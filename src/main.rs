// SPDX-License-Identifier: GPL-3.0-or-later
use anyhow::Context as _;
use structopt::StructOpt;
use tracing::{debug, info};
use tracing_subscriber::EnvFilter;

mod error;
mod expiry;
mod mqtt;
mod sensor;
mod service;
mod settings;
mod util;

use crate::service::Service;
use crate::settings::{Args, Settings};

#[tokio::main]
async fn main() -> anyhow::Result<()> {
    let filter = EnvFilter::try_from_default_env().unwrap_or_else(|_| EnvFilter::new("info"));
    tracing_subscriber::fmt().with_env_filter(filter).init();
    let args = Args::from_args();
    debug!(?args, "Parsed command line arguments");
    let settings = Settings::from_path(&args.config_path)
        .with_context(|| format!("Error loading configuration from {:?}", args.config_path))?;
    info!(sensors = settings.sensors.len(), "Starting");
    let service = Service::new(settings)?;
    service.run().await
}
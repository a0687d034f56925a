// SPDX-License-Identifier: GPL-3.0-or-later
use structopt::StructOpt;

use std::path::PathBuf;

#[derive(Debug, StructOpt)]
#[structopt(about = "MQTT sensors whose values go stale when their source stops reporting.")]
pub(crate) struct Args {
    /// Path to a configuration file.
    #[structopt(short, long, parse(from_os_str), default_value = "config.toml")]
    pub(crate) config_path: PathBuf,
}
// SPDX-License-Identifier: GPL-3.0-or-later
use std::collections::HashSet;
use std::convert::TryFrom;
use std::fmt;

use anyhow::anyhow;
use rumqttc::QoS;
use serde::{Deserialize, Serialize};
use tokio::time::Duration;

use crate::error::SensorConfigError;

macro_rules! default_newtype {
    ($name:ident, $wrapped_type:ty, $default:literal) => {
        #[derive(Clone, Debug, Deserialize, Eq, PartialEq, Serialize)]
        #[serde(transparent)]
        pub(crate) struct $name(pub(crate) $wrapped_type);
        impl Default for $name {
            fn default() -> Self {
                $name($default.into())
            }
        }
        impl From<$name> for $wrapped_type {
            fn from(wrapper: $name) -> Self {
                wrapper.0
            }
        }
        impl From<$wrapped_type> for $name {
            fn from(wrapped: $wrapped_type) -> Self {
                $name(wrapped)
            }
        }
    };
}

macro_rules! default_string {
    ($name:ident, $default:literal) => {
        default_newtype!($name, String, $default);
    };
}

default_string!(PayloadAvailable, "online");
default_string!(PayloadNotAvailable, "offline");
default_newtype!(SensorQoS, u8, 0u8);

/// The kind of value a sensor measures.
///
/// Only `date` and `timestamp` change how payloads are parsed, and `enum` marks a sensor as
/// non-numeric. Everything else is a numeric measurement.
#[derive(Clone, Copy, Debug, Deserialize, Eq, PartialEq, Serialize)]
#[serde(rename_all = "snake_case")]
pub(crate) enum DeviceClass {
    ApparentPower,
    Aqi,
    AtmosphericPressure,
    Battery,
    CarbonDioxide,
    CarbonMonoxide,
    Current,
    Date,
    Distance,
    Duration,
    Energy,
    Enum,
    Frequency,
    Gas,
    Humidity,
    Illuminance,
    Irradiance,
    Moisture,
    Monetary,
    Pm1,
    Pm10,
    Pm25,
    Power,
    PowerFactor,
    Precipitation,
    Pressure,
    SignalStrength,
    Speed,
    Temperature,
    Timestamp,
    Voltage,
    Volume,
    Water,
    Weight,
    WindSpeed,
}

impl DeviceClass {
    fn is_numeric(self) -> bool {
        !matches!(self, Self::Date | Self::Enum | Self::Timestamp)
    }
}

#[derive(Clone, Copy, Debug, Deserialize, Eq, PartialEq, Serialize)]
#[serde(rename_all = "snake_case")]
pub(crate) enum StateClass {
    Measurement,
    Total,
    TotalIncreasing,
}

impl fmt::Display for StateClass {
    fn fmt(&self, f: &mut fmt::Formatter<'_>) -> fmt::Result {
        let name = match self {
            Self::Measurement => "measurement",
            Self::Total => "total",
            Self::TotalIncreasing => "total_increasing",
        };
        f.write_str(name)
    }
}

/// A JSON pointer (RFC 6901) used to pick a value out of a JSON payload.
#[derive(Clone, Debug, Deserialize, Eq, PartialEq)]
#[serde(try_from = "String")]
pub(crate) struct JsonPointer(String);

impl JsonPointer {
    pub(crate) fn as_str(&self) -> &str {
        &self.0
    }
}

impl TryFrom<String> for JsonPointer {
    type Error = anyhow::Error;

    fn try_from(pointer: String) -> anyhow::Result<Self> {
        // The empty pointer refers to the whole document.
        if pointer.is_empty() || pointer.starts_with('/') {
            Ok(Self(pointer))
        } else {
            Err(anyhow!(
                "'{}' is not a JSON pointer (it must start with '/')",
                pointer
            ))
        }
    }
}

#[derive(Clone, Debug, Deserialize, PartialEq)]
pub(crate) struct SensorSettings {
    /// A human readable name for this sensor.
    pub(crate) name: String,

    /// A stable ID for this sensor, used for the published topic and the restore file.
    ///
    /// If not given, one is generated from the name.
    #[serde(default)]
    unique_id: Option<String>,

    /// The MQTT topic the sensor values are received on.
    pub(crate) state_topic: String,

    #[serde(default)]
    qos: SensorQoS,

    /// Where to find the value within a JSON payload.
    ///
    /// When this is not set, the entire payload is used as the value.
    #[serde(default)]
    pub(crate) value_template: Option<JsonPointer>,

    /// Where to find the last reset timestamp within a JSON payload.
    ///
    /// Only valid with the `total` state class.
    #[serde(default)]
    pub(crate) last_reset_value_template: Option<JsonPointer>,

    #[serde(default)]
    pub(crate) device_class: Option<DeviceClass>,

    #[serde(default)]
    pub(crate) state_class: Option<StateClass>,

    #[serde(default)]
    pub(crate) unit_of_measurement: Option<String>,

    #[serde(default)]
    pub(crate) suggested_display_precision: Option<u32>,

    /// Write out the state after every message, even if nothing changed.
    #[serde(default)]
    pub(crate) force_update: bool,

    /// How many seconds a value is trusted for without being refreshed.
    ///
    /// Once it elapses the sensor becomes unavailable until a new message arrives. 0 is the same
    /// as not setting it.
    #[serde(default)]
    expire_after: Option<u32>,

    /// A topic reporting whether the source of this sensor is online.
    #[serde(default)]
    pub(crate) availability_topic: Option<String>,

    #[serde(default)]
    pub(crate) payload_available: PayloadAvailable,

    #[serde(default)]
    pub(crate) payload_not_available: PayloadNotAvailable,
}

impl SensorSettings {
    /// A minimal configuration, with everything else left as the defaults.
    #[cfg(test)]
    pub(crate) fn new<N, T>(name: N, state_topic: T) -> Self
    where
        N: Into<String>,
        T: Into<String>,
    {
        Self {
            name: name.into(),
            unique_id: None,
            state_topic: state_topic.into(),
            qos: SensorQoS::default(),
            value_template: None,
            last_reset_value_template: None,
            device_class: None,
            state_class: None,
            unit_of_measurement: None,
            suggested_display_precision: None,
            force_update: false,
            expire_after: None,
            availability_topic: None,
            payload_available: PayloadAvailable::default(),
            payload_not_available: PayloadNotAvailable::default(),
        }
    }

    pub(crate) fn unique_id(&self) -> String {
        match &self.unique_id {
            Some(unique_id) => unique_id.clone(),
            None => slugify(&self.name),
        }
    }

    pub(crate) fn expire_after(&self) -> Option<Duration> {
        self.expire_after
            .map(|seconds| Duration::from_secs(seconds.into()))
    }

    #[cfg(test)]
    pub(crate) fn set_expire_after(&mut self, seconds: Option<u32>) {
        self.expire_after = seconds;
    }

    pub(crate) fn qos(&self) -> QoS {
        match self.qos.0 {
            2 => QoS::ExactlyOnce,
            1 => QoS::AtLeastOnce,
            _ => QoS::AtMostOnce,
        }
    }

    /// Whether the payloads are expected to be numbers.
    pub(crate) fn numeric_state_expected(&self) -> bool {
        match self.device_class {
            Some(device_class) if !device_class.is_numeric() => false,
            Some(_) => true,
            None => {
                self.state_class.is_some()
                    || self.unit_of_measurement.is_some()
                    || self.suggested_display_precision.is_some()
            }
        }
    }

    pub(crate) fn validate(&self) -> Result<(), SensorConfigError> {
        if self.state_topic.is_empty() {
            return Err(SensorConfigError::EmptyStateTopic(self.name.clone()));
        }
        if self.qos.0 > 2 {
            return Err(SensorConfigError::InvalidQoS {
                sensor: self.name.clone(),
                qos: self.qos.0,
            });
        }
        if self.last_reset_value_template.is_some() && self.state_class != Some(StateClass::Total)
        {
            return Err(SensorConfigError::LastResetWithoutTotal {
                sensor: self.name.clone(),
                state_class: self.state_class,
            });
        }
        Ok(())
    }
}

/// Validate every sensor, and check that their unique IDs don't collide.
pub(crate) fn validate_sensors(sensors: &[SensorSettings]) -> Result<(), SensorConfigError> {
    let mut seen = HashSet::new();
    for sensor in sensors {
        sensor.validate()?;
        let unique_id = sensor.unique_id();
        if !seen.insert(unique_id.clone()) {
            return Err(SensorConfigError::DuplicateUniqueId(unique_id));
        }
    }
    Ok(())
}

/// Lowercase the name, replacing runs of anything that isn't alphanumeric with a single `_`.
fn slugify(name: &str) -> String {
    let mut slug = String::with_capacity(name.len());
    for c in name.chars().flat_map(char::to_lowercase) {
        if c.is_alphanumeric() {
            slug.push(c);
        } else if !slug.is_empty() && !slug.ends_with('_') {
            slug.push('_');
        }
    }
    while slug.ends_with('_') {
        slug.pop();
    }
    slug
}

- TASK DETAILS
Using the listing above, show each line holding the string "EnvFilter".

- EXERCISE ANSWER
use tracing_subscriber::EnvFilter;
    let filter = EnvFilter::try_from_default_env().unwrap_or_else(|_| EnvFilter::new("info"));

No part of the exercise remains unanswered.